It was a slow week despite more than 1,300 Federal Register pages, with just 36 proposed regulations and fewer than 50 final regulations, ranging from spearmint oil to flying over Baghdad.
On to the data:
- Last week, 46 new final regulations were published in the Federal Register, after 65 the previous week.
- That’s the equivalent of a new regulation every three hours and 39 minutes.
- So far in 2015, 1,111 final regulations have been published in the Federal Register. At that pace, there will be a total of 2,955 new regulations this year, which would be several hundred fewer rules than the usual total of 3,500-plus.
- Last week, 1,333 new pages were added to the Federal Register, after 1,609 pages the previous week.
- Currently at 28,039 pages, the 2015 Federal Register is on pace for 74,572 pages.
- Rules are called “economically significant” if they have costs of $100 million or more in a given year. Eight such rules have been published so far this year, none in the past week.
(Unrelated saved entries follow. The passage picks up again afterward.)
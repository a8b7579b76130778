//! Task store collaborator interface.
//!
//! The persistent task store is external (an issue tracker driven over a
//! command-line protocol). Herder only consumes this narrow surface: list a
//! project's tasks, claim/release ownership, close. Single-writer guarantees
//! live in the store, not here - a claim that loses the race fails with a
//! distinguishable [`HerderError::AlreadyClaimed`].
//!
//! All calls are plain futures; callers cancel with a timeout or by dropping
//! the future.

use async_trait::async_trait;

use crate::error::{HerderError, Result};
use crate::graph::Task;

mod file;

pub use file::FileTaskSource;

/// Narrow interface to the external task store.
#[async_trait]
pub trait TaskSource: Send + Sync {
    /// List a project's tasks with their dependency references.
    async fn list_tasks(&self, project: &str) -> Result<Vec<Task>>;

    /// Claim ownership of a task. Fails with [`HerderError::AlreadyClaimed`]
    /// when another owner holds it.
    async fn claim(&self, project: &str, task_id: &str) -> Result<()>;

    /// Release a previously claimed task.
    async fn release(&self, project: &str, task_id: &str) -> Result<()>;

    /// Close a task.
    async fn close(&self, project: &str, task_id: &str) -> Result<()>;

    /// Rebuild the store's backing index after an out-of-sync failure.
    async fn resync(&self, project: &str) -> Result<()>;
}

/// List a project's tasks, recovering once from a stale backing index.
///
/// On [`HerderError::IndexOutOfSync`] this triggers a resync and retries the
/// listing exactly once; a second failure of any kind surfaces to the caller.
pub async fn list_with_resync(source: &dyn TaskSource, project: &str) -> Result<Vec<Task>> {
    match source.list_tasks(project).await {
        Err(HerderError::IndexOutOfSync(reason)) => {
            tracing::warn!(project, %reason, "Task index out of sync, resyncing");
            source.resync(project).await?;
            source.list_tasks(project).await
        }
        other => other,
    }
}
- The total estimated compliance cost of 2015’s economically significant regulations ranges from $917 million to $970 million for the current year.
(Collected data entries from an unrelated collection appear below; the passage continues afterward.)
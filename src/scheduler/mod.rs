//! Scheduling core: admission filtering, retry policy, and gating.
//!
//! This module provides:
//! - **Admission filter**: derives the deterministically ordered set of
//!   currently dispatchable tasks from a dependency graph.
//! - **Retry/backoff engine**: layered policy resolution and exponential
//!   backoff decisions with injected time.
//! - **Concurrency & budget gate**: pure admit/defer decisions against
//!   caller-supplied in-flight counts.
//! - **Tick**: one complete scheduling pass (list -> graph -> filter ->
//!   gate) producing a dispatch plan per project.

mod admission;
mod gate;
mod retry;
mod tick;

pub use admission::{blocking_dependencies, filter_unblocked_cross_project, filter_unblocked_open};
pub use gate::{AdmitDecision, ConcurrencyLimits, DeferReason, InFlight, budget_allows};
pub use retry::{
    DEFAULT_BACKOFF_FACTOR, DEFAULT_ESCALATE_AFTER, DEFAULT_INITIAL_DELAY, DEFAULT_MAX_DELAY, DEFAULT_MAX_RETRIES,
    RetryOverride, RetryPolicy, Tier, backoff_delay, backoff_delay_with_factor, effective_policy, should_retry,
};
pub use tick::{Admission, Deferral, DispatchPlan, RetryState, RetryStates, Scheduler, TickOutcome};
//! CLI command definitions using clap.
//!
//! Defines the main CLI structure and subcommands:
//! - validate: check a configuration file
//! - plan: compute a dispatch plan from file-backed task lists
//! - graph: show blocking analysis for one project

use clap::{Parser, Subcommand};
use std::path::PathBuf;

/// Herder - dependency-aware admission scheduler for coding agents
#[derive(Parser, Debug)]
#[command(name = "herder")]
#[command(author, version, about, long_about = None)]
pub struct Cli {
    /// Config file path
    #[arg(short, long, global = true, default_value = "herder.toml")]
    pub config: PathBuf,

    /// Verbose output
    #[arg(short, long, global = true)]
    pub verbose: bool,

    /// Subcommand to execute
    #[command(subcommand)]
    pub command: Commands,
}

impl Cli {
    /// Check if verbose mode is enabled
    pub fn is_verbose(&self) -> bool {
        self.verbose
    }
}

/// Main subcommands
#[derive(Subcommand, Debug)]
pub enum Commands {
    /// Validate the configuration file
    Validate,

    /// Compute a dispatch plan from per-project JSON task lists
    Plan {
        /// Directory holding <project>.json task lists
        #[arg(short, long)]
        tasks: PathBuf,
    },

    /// Show blocking analysis for one project's tasks
    Graph {
        /// Directory holding <project>.json task lists
        #[arg(short, long)]
        tasks: PathBuf,

        /// Project to analyze
        #[arg(short, long)]
        project: String,
    },
}

#[cfg(test)]
mod tests {
    use super::*;

    #[test]
    fn test_parse_validate() {
        let cli = Cli::parse_from(["herder", "validate"]);
        assert!(matches!(cli.command, Commands::Validate));
        assert_eq!(cli.config, PathBuf::from("herder.toml"));
    }

    #[test]
    fn test_parse_plan_with_config() {
        let cli = Cli::parse_from(["herder", "--config", "/etc/herder.toml", "plan", "--tasks", "/tmp/tasks"]);
        assert_eq!(cli.config, PathBuf::from("/etc/herder.toml"));
        match cli.command {
            Commands::Plan { tasks } => assert_eq!(tasks, PathBuf::from("/tmp/tasks")),
            _ => panic!("expected plan subcommand"),
        }
    }

    #[test]
    fn test_parse_graph() {
        let cli = Cli::parse_from(["herder", "graph", "--tasks", "/tmp/tasks", "--project", "web"]);
        match cli.command {
            Commands::Graph { project, .. } => assert_eq!(project, "web"),
            _ => panic!("expected graph subcommand"),
        }
    }

    #[test]
    fn test_verbose_flag() {
        let cli = Cli::parse_from(["herder", "-v", "validate"]);
        assert!(cli.is_verbose());
    }
}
- 92 final rules meeting the broader definition of “significant” have been published so far this year.
- So far in 2015, 196 new rules affect small businesses; 30 of them are classified as significant.
Highlights from selected final rules published last week:
- The September 1 date for low-powered television stations to transition to digital broadcasting has been delayed until further notice.
- If you’re a coal miner, there are federal regulations for your doctor appointments.
- The FCC is going to hold an auction for FM broadcast construction permits.
- Increased assessment rates for grape growers in California.
- Another spearmint oil handling regulation. That makes 145 since 1994.
- An “enhancement” of car rental policies for federal employees.
- Don’t fly over Baghdad.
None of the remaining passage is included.